Nationals manager Davey Johnson knew almost from the first pitch of Friday night’s game against the Miami Marlins. Ace pitcher Stephen Strasburg, the subject of so much debate this summer about his impending early shutdown, was finally fried.

Strasburg allowed five earned runs in just three innings on Friday night, the shortest outing of his career, and on Saturday the team announced he would not make his scheduled final start on Wednesday against the New York Mets. His season, already set to be cut short, was over effective immediately.

Johnson talked it over with pitching coach Steve McCatty, who also had noticed a lack of focus during Strasburg’s bullpen warm-ups before the game. Johnson and general manager Mike Rizzo spoke afterwards and the manager said he’d sleep on the decision. When he awoke Saturday morning Johnson didn’t feel any differently. So he approached Strasburg in the training room shortly after he arrived and bluntly broke the news: His season was done.
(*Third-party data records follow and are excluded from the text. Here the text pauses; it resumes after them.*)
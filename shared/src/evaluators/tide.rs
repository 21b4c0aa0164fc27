//! Tide window evaluation
//!
//! The phase lookup reuses the tag of the bounding event and does not model
//! the tidal curve between events. Outside the day's recorded window the
//! last event's tag applies.

use chrono::{DateTime, Duration, NaiveDateTime, TimeZone, Utc};
use serde::{Deserialize, Serialize};

use crate::models::{AlertKind, AlertRecord, TideEvent, TidePhase};

pub const HIGH_TIDE_TITLE: &str = "≈ High Tide Alert ≈";

/// Number of tide events published per day
pub const TIDE_EVENTS_PER_DAY: usize = 4;

/// The next tide event after "now"
#[derive(Debug, Clone, Serialize, Deserialize, PartialEq)]
pub struct NextTide {
    pub event: TideEvent,
    /// The day's events are all past; this is the first event wrapped to tomorrow
    pub tomorrow: bool,
    pub minutes_until: i64,
}

/// An upcoming high tide inside the warning horizon
#[derive(Debug, Clone, Serialize, Deserialize, PartialEq)]
pub struct HighTideWarning {
    pub event: TideEvent,
    pub hours_until: f64,
}

impl HighTideWarning {
    /// Hours until the event rounded to one decimal
    pub fn rounded_hours(&self) -> f64 {
        (self.hours_until * 10.0).round() / 10.0
    }

    pub fn message(&self) -> String {
        format!("High tide approaching in {:.1} hours", self.hours_until)
    }

    pub fn to_alert(&self, at: DateTime<Utc>) -> AlertRecord {
        AlertRecord::new(AlertKind::HighTide, HIGH_TIDE_TITLE, self.message(), at)
    }
}

/// Current tide situation for the wearer
#[derive(Debug, Clone, Serialize, Deserialize, PartialEq)]
pub struct TideOutlook {
    pub phase: TidePhase,
    pub next: NextTide,
    pub warning: Option<HighTideWarning>,
}

/// Evaluate today's four tide events against `now` in the device's zone.
///
/// Event times are read as times of day on `now`'s local calendar date.
/// Returns `None` unless there are exactly four events with parseable times.
pub fn evaluate_tides<Tz: TimeZone>(
    events: &[TideEvent],
    now: &DateTime<Tz>,
    horizon_hours: f64,
) -> Option<TideOutlook> {
    if events.len() != TIDE_EVENTS_PER_DAY {
        return None;
    }
    let local_now = now.naive_local();
    let today = local_now.date();
    let times = events
        .iter()
        .map(|event| event.time_of_day().map(|t| today.and_time(t)))
        .collect::<Result<Vec<NaiveDateTime>, _>>()
        .ok()?;

    Some(TideOutlook {
        phase: current_phase(events, &times, local_now),
        next: next_tide(events, &times, local_now),
        warning: high_tide_warning(events, &times, local_now, horizon_hours),
    })
}

/// High tide alert for `now`, if an upcoming high tide falls inside the horizon
pub fn evaluate_high_tide<Tz: TimeZone>(
    events: &[TideEvent],
    now: &DateTime<Tz>,
    horizon_hours: f64,
) -> Option<AlertRecord> {
    let warning = evaluate_tides(events, now, horizon_hours)?.warning?;
    Some(warning.to_alert(now.with_timezone(&Utc)))
}

fn current_phase(events: &[TideEvent], times: &[NaiveDateTime], now: NaiveDateTime) -> TidePhase {
    let index = if now < times[0] || now > times[3] {
        3
    } else if now < times[1] {
        0
    } else if now < times[2] {
        1
    } else {
        2
    };
    events[index].phase()
}

fn next_tide(events: &[TideEvent], times: &[NaiveDateTime], now: NaiveDateTime) -> NextTide {
    match times.iter().position(|t| *t > now) {
        Some(index) => NextTide {
            event: events[index].clone(),
            tomorrow: false,
            minutes_until: (times[index] - now).num_minutes(),
        },
        None => NextTide {
            event: events[0].clone(),
            tomorrow: true,
            minutes_until: (times[0] + Duration::days(1) - now).num_minutes(),
        },
    }
}

/// Only the first future high tide is considered; later ones are further away.
fn high_tide_warning(
    events: &[TideEvent],
    times: &[NaiveDateTime],
    now: NaiveDateTime,
    horizon_hours: f64,
) -> Option<HighTideWarning> {
    let (event, time) = events
        .iter()
        .zip(times)
        .find(|(event, time)| event.is_high_tide && **time > now)?;

    let hours_until = (*time - now).num_milliseconds() as f64 / 3_600_000.0;
    (hours_until > 0.0 && hours_until <= horizon_hours).then(|| HighTideWarning {
        event: event.clone(),
        hours_until,
    })
}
“I think the accumulation of the focus problems and the physical fatigue took its toll on him,” Rizzo said. “I think what the doctors had prescribed for him, the innings parameters were right on. It was a prudent time to pull the plug. It was a plan we had since Feb. 1. I don’t think too many people should be surprised by it.”

Strasburg finishes with 159 1/3 innings. That’s just two shy of what Jordan Zimmermann threw last season in his first full year back from reconstructive elbow surgery (161 1/3). And while Rizzo insisted all along there was no hard and fast innings limit, the plan for Strasburg was always going to be similar. The organization points to Zimmermann’s success this season (10-8, 2.99 ERA, 171 2/3 innings). Strasburg began to show signs of fatigue at about the same time Zimmermann did in 2011.

“He’s a gifted athlete, his velocity could still be there, but I don’t see the crispness,” Johnson said. “I don’t see the ball jumping out of his hand.”

Rizzo noted that fatigue is typical of Tommy John patients their first season back. It’s not the velocity or arm strength that’s the first sign of a pitcher tiring, but his delivery. Is he online or is he falling off? Does he finish his pitches, especially the change-up in Strasburg’s case? That pitch adds added stress to his arm and can be dangerous if it’s not being thrown properly. Is there extra life on the fastball or is it a flat 95 or 96 miles-per-hour? The Nats took all of that into account. There will remain plenty of critics who think that methodology is flawed or that the team could have been more creative in extending his year. But this is the best explanation yet of what they were looking for before deciding Strasburg had had enough.

“The handling of any pitcher, they like regular work. They don’t need to be a reliever and then come in and start starting,” Johnson said. “He’s way past that. And there’s dangers in changing a pitcher’s program. If you put enough thought in on how you’re going to handle a pitcher or player in getting him prepared for the season, there’s never any second-guessing.”